# The Perfect Glass



## mr drinky (Sep 15, 2011)

After the 'what are you drinking thread' I started thinking about what I like to drink, and then I started thinking about my favorite glassware. 

I know that we all search for those perfect knives, but I also love great glassware. About a year and a half ago I ordered two stems of Lobmeyr's Patrician Champagne Goblets. It's an amazing glass (see picture below).







I know that the champagne coupes are not that practical, but I love the classic look and how they can be used for cocktails too. 

Anyhow, after about 18 months I finally got my two glasses in August of this year.
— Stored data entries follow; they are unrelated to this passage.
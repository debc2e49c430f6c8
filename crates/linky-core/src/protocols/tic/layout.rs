/// End-of-frame (ETX) followed by start-of-frame (STX).
pub const TERMINATOR: [u8; 2] = [0x03, 0x02];

/// Separator inserted between label and value before summing.
pub const FIELD_SEPARATOR: u8 = b' ';
/// Checksum substituted when the checksum field itself is a space.
pub const SPACE_CHECKSUM: char = ' ';

pub const CHECKSUM_MASK: u32 = 0x3F;
pub const CHECKSUM_OFFSET: u32 = 0x20;
pub const CHECKSUM_RANGE: std::ops::RangeInclusive<u8> = 0x20..=0x5F;

pub const PRINTABLE_RANGE: std::ops::RangeInclusive<u8> = 0x20..=0x7E;
pub const LINE_FEED: u8 = b'\n';
pub const CARRIAGE_RETURN: u8 = b'\r';
pub const HORIZONTAL_TAB: u8 = b'\t';

pub const FIELDS_PER_LINE: usize = 3;

/// Bytes buffered without a terminator before the delimiter gives up.
pub const MAX_FRAME_LEN: usize = 4096;
use std::io::Cursor;
use std::sync::{Arc, Mutex};

use linky_core::{
    Config, Consumer, ConsumerError, ConsumerRegistry, ConsumerSpec, Measurements, ReaderSource,
    run_source,
};

const FRAME: &[u8] = b"\x02\nADCO 012345678901 E\r\nOPTARIF HC.. <\r\nISOUSC 45 ?\r\nHCHC 000835358 &\r\nHCHP 001262798 6\r\nPTEC HP..  \r\nIINST 002 Y\r\nIMAX 090 H\r\nPAPP 00510 '\r\nHHPHC A ,\r\nMOTDETAT 000000 B\r\x03";

#[derive(Default)]
struct Recording {
    frames: Mutex<Vec<(Measurements, String)>>,
}

impl Consumer for Recording {
    fn name(&self) -> &str {
        "recording"
    }

    fn compute(&self, measurements: Measurements, timestamp: &str) -> Result<(), ConsumerError> {
        self.frames
            .lock()
            .unwrap()
            .push((measurements, timestamp.to_string()));
        Ok(())
    }
}

struct Broken;

impl Consumer for Broken {
    fn name(&self) -> &str {
        "broken"
    }

    fn compute(&self, _: Measurements, _: &str) -> Result<(), ConsumerError> {
        panic!("broken consumer");
    }
}

fn stream(frames: usize) -> Vec<u8> {
    let mut bytes = b"DETAT 000000 B\r\x03".to_vec();
    for _ in 0..frames {
        bytes.extend_from_slice(FRAME);
    }
    // The next frame's STX closes the last one.
    bytes.push(0x02);
    bytes
}

fn setup() -> (ConsumerRegistry, Config, Arc<Recording>) {
    let recording = Arc::new(Recording::default());
    let mut registry = ConsumerRegistry::with_builtins();
    let shared = recording.clone();
    registry.register("recording", move |_| Ok(shared.clone() as Arc<dyn Consumer>));
    registry.register("broken", |_| Ok(Arc::new(Broken) as Arc<dyn Consumer>));
    let config = Config {
        workers: 3,
        queue_capacity: 64,
        consumers: vec![
            ConsumerSpec::new("broken"),
            ConsumerSpec::new("recording"),
            ConsumerSpec::new("not-a-kind"),
        ],
        ..Config::default()
    };
    (registry, config, recording)
}

#[test]
fn every_complete_frame_reaches_consumer_despite_broken_sibling() {
    let (registry, config, recording) = setup();
    let source = ReaderSource::new(Cursor::new(stream(5)));

    let summary = run_source(source, &registry, &config).expect("run");

    assert_eq!(summary.connections, 1);
    // Truncated head plus five full frames.
    assert_eq!(summary.frames_detected, 6);
    assert_eq!(summary.frames_rejected, 0);
    let frames = recording.frames.lock().unwrap();
    assert_eq!(frames.len(), 5);
    for (measurements, timestamp) in frames.iter() {
        assert_eq!(measurements.len(), 11);
        assert_eq!(measurements.get("PAPP"), Some("00510"));
        assert!(timestamp.ends_with('Z'));
    }
}

#[test]
fn one_byte_reads_give_the_same_frames() {
    let (registry, config, recording) = setup();
    let source = ReaderSource::with_chunk_size(Cursor::new(stream(3)), 1);

    let summary = run_source(source, &registry, &config).expect("run");

    assert_eq!(summary.frames_detected, 4);
    assert_eq!(recording.frames.lock().unwrap().len(), 3);
}

#[test]
fn no_consumers_still_drains_source() {
    let (registry, _, recording) = setup();
    let config = Config {
        consumers: vec![],
        ..Config::default()
    };

    let summary = run_source(ReaderSource::new(Cursor::new(stream(2))), &registry, &config)
        .expect("run");

    assert_eq!(summary.frames_submitted, 3);
    assert!(recording.frames.lock().unwrap().is_empty());
}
That's a longer wait than a Devin knife, but less than the Hattori KD. And it is a pretty amazing glass. 

FYI -- The photo is from Food&Wine.

k.


----------



## EdipisReks (Sep 16, 2011)

i like Glencairn glasses (though the ones from several years ago were nicer than what is currently being made), and the Winston glass from Crate and Barrel. i never use the Winston glass for single malt, as the shape is all wrong, but it's great for old-fashioneds and similar cocktails. i'm a really big fan of the Spiegelau Bordeaux glasses, too. i find those to be great with a very wide variety of wines. in general i like thin glasses, Glencairns not-withstanding, but i can usually manage with about anything as long as the drink contained within is a good enough distraction from the glassware.


----------



## JohnnyChance (Sep 16, 2011)

So....how much does a custom ordered champagne goblet cost?


----------



## wenus2 (Sep 16, 2011)

JohnnyChance said:


> So....how much does a custom ordered champagne goblet cost?


 
I was wondering the same thing. I will venture $250 for the set?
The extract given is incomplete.